For 11 straight weeks, protesters in Hong Kong have pursued escalating demands, and the world watches with bated breath.
Will People’s Republic of China (PRC) paramount leader, Xi Jinping, revoke the promise that any intervention in Hong Kong “won’t be a repeat” of Tiananmen Square, and unleash the Chinese troops massed on the border with Hong Kong, and crack down on the protestors?
What started as a protest against an extradition bill proposed by the government of Hong Kong, has escalated into a fight for greater democracy in a territory that has lived in limbo since 1997, when the territory was handed back to the PRC by Britain.
The “one country, two systems” constitutional model, conjured up by then paramount leader, Deng Xiaoping, was intended to reunify China, while allowing for the establishment of special administrative regions (SAR), which, in the case of the Hong Kong SAR, resulted in the adoption of the Hong Kong Basic Law.
Effectively a mini-constitution, this Basic Law ensured that Hong Kong could retain its capitalist economic system and currency (the Hong Kong Dollar), legislative system, legal system, and people’s rights and freedoms, but for a period of 50 years only.
This arrangement has permitted Hong Kong to function independently in relation to many international bodies, such as the World Trade Organisation and the Olympic Games, rather than as part of the PRC.
Hong Kong’s diplomatic relations and regional defence, remain, however, the responsibility of the PRC central government.
The Hong Kong SAR is provided for thus, in the Hong Kong Basic Law, Chapter 1, Article 5:
“The socialist system and policies shall not be practised in the Hong Kong Special Administrative Region, and the previous capitalist system way of life shall remain unchanged for 50 years”.
What is likely to happen after this 50-year period expires in 2047 is unclear, but the ominous silence in this regard, suggests that Hong Kong society will come fully under the jurisdiction of the PRC, and the rights and freedoms the people of Hong Kong have continued to enjoy since reincorporation will be summarily revoked.

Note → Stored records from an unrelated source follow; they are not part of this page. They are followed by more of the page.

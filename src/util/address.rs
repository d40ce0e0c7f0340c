use bytemuck::NoUninit;

use std::fmt;
use std::num::NonZeroUsize;
use std::ops::*;
use std::sync::atomic::{AtomicUsize, Ordering};

/// size in bytes
pub type ByteSize = usize;
/// offset in byte
pub type ByteOffset = isize;

/// Address represents an arbitrary address. Address arithmetic is safe; anything that
/// dereferences memory is marked unsafe. The type is a transparent wrapper over `usize`
/// and has no overhead.
#[repr(transparent)]
#[derive(Copy, Clone, Eq, Hash, PartialOrd, Ord, PartialEq, NoUninit)]
pub struct Address(usize);

static_assertions::assert_eq_size!(Address, usize);

/// Address + ByteSize (positive)
impl Add<ByteSize> for Address {
    type Output = Address;
    fn add(self, offset: ByteSize) -> Address {
        Address(self.0 + offset)
    }
}

/// Address += ByteSize (positive)
impl AddAssign<ByteSize> for Address {
    fn add_assign(&mut self, offset: ByteSize) {
        self.0 += offset;
    }
}

/// Address + ByteOffset (positive or negative)
impl Add<ByteOffset> for Address {
    type Output = Address;
    fn add(self, offset: ByteOffset) -> Address {
        Address((self.0 as isize + offset) as usize)
    }
}

/// Address - ByteSize (positive)
impl Sub<ByteSize> for Address {
    type Output = Address;
    fn sub(self, offset: ByteSize) -> Address {
        Address(self.0 - offset)
    }
}

/// Address -= ByteSize (positive)
impl SubAssign<ByteSize> for Address {
    fn sub_assign(&mut self, offset: ByteSize) {
        self.0 -= offset;
    }
}

/// Address - Address (the first address must be higher)
impl Sub<Address> for Address {
    type Output = ByteSize;
    fn sub(self, other: Address) -> ByteSize {
        debug_assert!(
            self.0 >= other.0,
            "for (addr_a - addr_b), a({}) needs to be larger than b({})",
            self,
            other
        );
        self.0 - other.0
    }
}

/// Address & mask
impl BitAnd<usize> for Address {
    type Output = usize;
    fn bitand(self, other: usize) -> usize {
        self.0 & other
    }
}

/// Address | mask
impl BitOr<usize> for Address {
    type Output = usize;
    fn bitor(self, other: usize) -> usize {
        self.0 | other
    }
}

impl Address {
    /// The lowest possible address. Used as the start of a space that owns no memory.
    pub const ZERO: Self = Address(0);

    /// creates Address from a pointer
    pub fn from_ptr<T>(ptr: *const T) -> Address {
        Address(ptr as usize)
    }

    /// creates Address from a Rust reference
    pub fn from_ref<T>(r: &T) -> Address {
        Address(r as *const T as usize)
    }

    /// creates Address from a mutable pointer
    pub fn from_mut_ptr<T>(ptr: *mut T) -> Address {
        Address(ptr as usize)
    }

    /// creates an arbitrary Address
    /// # Safety
    /// The caller must be aware that the address may not be valid. Only hard-coded
    /// addresses and values that were previously obtained from `as_usize` should be
    /// turned back into addresses this way.
    pub const unsafe fn from_usize(raw: usize) -> Address {
        Address(raw)
    }

    /// Get the number of bytes between two addresses. The current address needs to be higher than the other address.
    pub const fn get_extent(self, other: Address) -> ByteSize {
        self.0 - other.0
    }

    #[allow(clippy::should_implement_trait)]
    /// Add an offset to the address.
    pub const fn add(self, size: usize) -> Address {
        Address(self.0 + size)
    }

    #[allow(clippy::should_implement_trait)]
    /// Subtract an offset from the address.
    pub const fn sub(self, size: usize) -> Address {
        Address(self.0 - size)
    }

    /// Perform a saturating subtract on the Address
    pub const fn saturating_sub(self, size: usize) -> Address {
        Address(self.0.saturating_sub(size))
    }

    /// Number of bytes from `other` up to `self`, or zero if `self` is lower.
    pub const fn saturating_extent(self, other: Address) -> ByteSize {
        self.0.saturating_sub(other.0)
    }

    /// loads a value of type T from the address
    /// # Safety
    /// This could throw a segment fault if the address is invalid
    pub unsafe fn load<T: Copy>(self) -> T {
        *(self.0 as *mut T)
    }

    /// stores a value of type T to the address
    /// # Safety
    /// This could throw a segment fault if the address is invalid
    pub unsafe fn store<T>(self, value: T) {
        // ptr.write() does not drop the old value
        (self.0 as *mut T).write(value);
    }

    /// atomically loads a word from the address
    /// # Safety
    /// This could throw a segment fault if the address is invalid
    pub unsafe fn atomic_load_word(self, order: Ordering) -> usize {
        let loc = &*(self.0 as *const AtomicUsize);
        loc.load(order)
    }

    /// atomically stores a word to the address
    /// # Safety
    /// This could throw a segment fault if the address is invalid
    pub unsafe fn atomic_store_word(self, val: usize, order: Ordering) {
        let loc = &*(self.0 as *const AtomicUsize);
        loc.store(val, order)
    }

    /// is this address zero?
    pub fn is_zero(self) -> bool {
        self.0 == 0
    }

    /// aligns up the address to the given alignment
    pub const fn align_up(self, align: ByteSize) -> Address {
        use crate::util::conversions;
        Address(conversions::raw_align_up(self.0, align))
    }

    /// aligns down the address to the given alignment
    pub const fn align_down(self, align: ByteSize) -> Address {
        use crate::util::conversions;
        Address(conversions::raw_align_down(self.0, align))
    }

    /// is this address aligned to the given alignment
    pub const fn is_aligned_to(self, align: usize) -> bool {
        use crate::util::conversions;
        conversions::raw_is_aligned(self.0, align)
    }

    /// converts the Address to a pointer
    pub fn to_ptr<T>(self) -> *const T {
        self.0 as *const T
    }

    /// converts the Address to a mutable pointer
    pub fn to_mut_ptr<T>(self) -> *mut T {
        self.0 as *mut T
    }

    /// converts the Address to a Rust reference
    ///
    /// # Safety
    /// The caller must guarantee the address actually points to a Rust object.
    pub unsafe fn as_ref<'a, T>(self) -> &'a T {
        &*self.to_mut_ptr()
    }

    /// converts the Address to a pointer-sized integer
    pub const fn as_usize(self) -> usize {
        self.0
    }

    /// Returns true if `self` lies in `[start, start + size)`.
    pub fn is_in_range(self, start: Address, size: ByteSize) -> bool {
        self >= start && self.0 < start.0 + size
    }
}

/// allows print Address as lower-case hex value
impl fmt::LowerHex for Address {
    fn fmt(&self, f: &mut fmt::Formatter) -> fmt::Result {
        write!(f, "{:x}", self.0)
    }
}

/// allows Display format the Address (as lower-case hex value with 0x prefix)
impl fmt::Display for Address {
    fn fmt(&self, f: &mut fmt::Formatter) -> fmt::Result {
        write!(f, "{:#x}", self.0)
    }
}

/// allows Debug format the Address (as lower-case hex value with 0x prefix)
impl fmt::Debug for Address {
    fn fmt(&self, f: &mut fmt::Formatter) -> fmt::Result {
        write!(f, "{:#x}", self.0)
    }
}

/// ObjectReference is the address a mutator holds for an object. Compared with Address, the
/// operations allowed on it are very limited: no arithmetic, and it is never null. A slot that
/// holds no object is represented by `Option<ObjectReference>::None`.
///
/// The collector converts between references and the start of the object's cell through
/// [`crate::vm::ObjectModel::ref_to_object_start`] and [`crate::vm::ObjectModel::address_to_ref`].
#[repr(transparent)]
#[derive(Copy, Clone, Eq, Hash, PartialOrd, Ord, PartialEq)]
pub struct ObjectReference(NonZeroUsize);

impl ObjectReference {
    /// The required alignment of object references in bytes.
    pub const ALIGNMENT: usize = crate::util::constants::BYTES_IN_ADDRESS;

    /// Cast the object reference to its raw address.
    pub fn to_raw_address(self) -> Address {
        Address(self.0.get())
    }

    /// Cast a raw address to an object reference. Returns `None` for the zero address.
    pub fn from_raw_address(addr: Address) -> Option<ObjectReference> {
        debug_assert!(
            addr.is_aligned_to(Self::ALIGNMENT),
            "ObjectReference is required to be word aligned.  addr: {addr}"
        );
        NonZeroUsize::new(addr.0).map(ObjectReference)
    }

    /// Like `from_raw_address`, but assumes `addr` is not zero.
    ///
    /// # Safety
    /// `addr` must not be zero.
    pub unsafe fn from_raw_address_unchecked(addr: Address) -> ObjectReference {
        debug_assert!(!addr.is_zero());
        ObjectReference(NonZeroUsize::new_unchecked(addr.0))
    }

    /// The start of the cell that holds this object.
    pub fn to_object_start<VM: crate::vm::VMBinding>(self) -> Address {
        use crate::vm::ObjectModel;
        VM::VMObjectModel::ref_to_object_start(self)
    }

    /// The object whose cell begins at `start`.
    pub fn from_object_start<VM: crate::vm::VMBinding>(start: Address) -> ObjectReference {
        use crate::vm::ObjectModel;
        VM::VMObjectModel::address_to_ref(start)
    }
}

/// allows print ObjectReference as lower-case hex value
impl fmt::LowerHex for ObjectReference {
    fn fmt(&self, f: &mut fmt::Formatter) -> fmt::Result {
        write!(f, "{:x}", self.0)
    }
}

/// allows Display format the ObjectReference (as lower-case hex value with 0x prefix)
impl fmt::Display for ObjectReference {
    fn fmt(&self, f: &mut fmt::Formatter) -> fmt::Result {
        write!(f, "{:#x}", self.0)
    }
}

/// allows Debug format the ObjectReference (as lower-case hex value with 0x prefix)
impl fmt::Debug for ObjectReference {
    fn fmt(&self, f: &mut fmt::Formatter) -> fmt::Result {
        write!(f, "{:#x}", self.0)
    }
}
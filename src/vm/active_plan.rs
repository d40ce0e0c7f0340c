use crate::plan::Mutator;
use crate::util::opaque_pointer::*;
use crate::vm::VMBinding;

/// Lets the collector enumerate the mutators of the binding.
pub trait ActivePlan<VM: VMBinding> {
    /// Return whether there is a mutator bound to the thread.
    fn is_mutator(tls: VMThread) -> bool;

    /// Return an iterator over every bound mutator. The collector calls this only while the
    /// mutators are stopped, to reset their allocation buffers and scan their stacks.
    fn mutators<'a>() -> Box<dyn Iterator<Item = &'a mut Mutator<VM>> + 'a>;

    /// Return the number of bound mutators.
    fn number_of_mutators() -> usize;
}
pub mod verifier;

But considering the extent to which China has embraced a capitalist model of industrialisation, production, and international trade, just how different life is in mainland China, compared to Hong Kong, begs the question.
The PRC’s Beijing Consensus, implemented by Deng Xiaoping, is characterised by a development strategy based on semi-free markets and an illiberal political system, in contrast to the countervailing Washington Consensus, which is based on free markets and unfettered democracy.
Hong Kong, as a mandated SAR, finds itself somewhere between the two, but because Hong Kong residents frequently interact with people from all over the world – it is Asia’s international finance hub and a major tourism destination – they understand what they stand to lose, when China comes knocking on the door in 2047.
Whereas the overwhelming majority China mainland residents have far less interaction with (for want of a better characterisation) Western-style democracy and freedoms, those who live and work in the various special economic zones on the mainland that manufacture the vast array of consumer and industrial goods which contribute to China’s stellar economic growth, most certainly do.
Consequently, they must understand that aside from the benefits of relative economic freedom and attendant affluence they enjoy, the political and social freedoms enjoyed by most of the rest of the world, are denied them.
That the Beijing Consensus has contributed significantly to the China economic success story is undeniable, and proponents of the overtly developmental-state model suggest that the trade-off of personal and societal freedoms in return for economic affluence is justified, but at the heart of the debate, is whether or not the broader population which must make the sacrifices in return for the economic benefits, sees a net benefit.
The trouble is, cherry-picking freedoms – granting some while withholding others – cannot endure long-term.
Despite the iron-control exercised by the PRC over news media, social media channels, and the internet, economic affluence affords the wherewithal to sidestep such restrictions and to open a window on the much freer world out there.
The population of mainland China is, no doubt, watching with great interest as events unfold in Hong Kong, and the PRC leadership is also, no doubt, painfully aware that how it deals with the crisis, has grave implications for its continued control of the populace.
A compounding factor to growing unease in China, is the longer term effect of China’s disastrous former one-child policy, an ageing population, dubbed “The Grey Flag” by Clem Sunter, which is also contributing to slowing economic growth in China.
President Donald Trump, in typical fashion, has very publicly told his China counterpart that the pending talks about their escalating trade war are on hold until the Hong Kong impasse is amicably resolved. Since China is incapable of consuming locally what it exports into the American market – its continued economic growth is largely dependent on sustaining its major export markets – it is likely to tread cautiously.
Whereas the PRC has previously had little compunction in cracking down brutally, including deployment of the military, when unhappiness with the status quo has spilled over into open revolt, Tainanmen Square being the single greatest – but not only – example, its hesitancy in doing so in the current circumstances, suggests how great the risks are.
And so, the PRC leadership walks a tightrope as it navigates declining economic growth and the risk of escalating demands for political and societal freedoms, which, if it missteps in its handling of the Hong Kong crisis, could spiral out of control.
What happens next is contingent upon the face-off in Hong Kong, and who blinks first.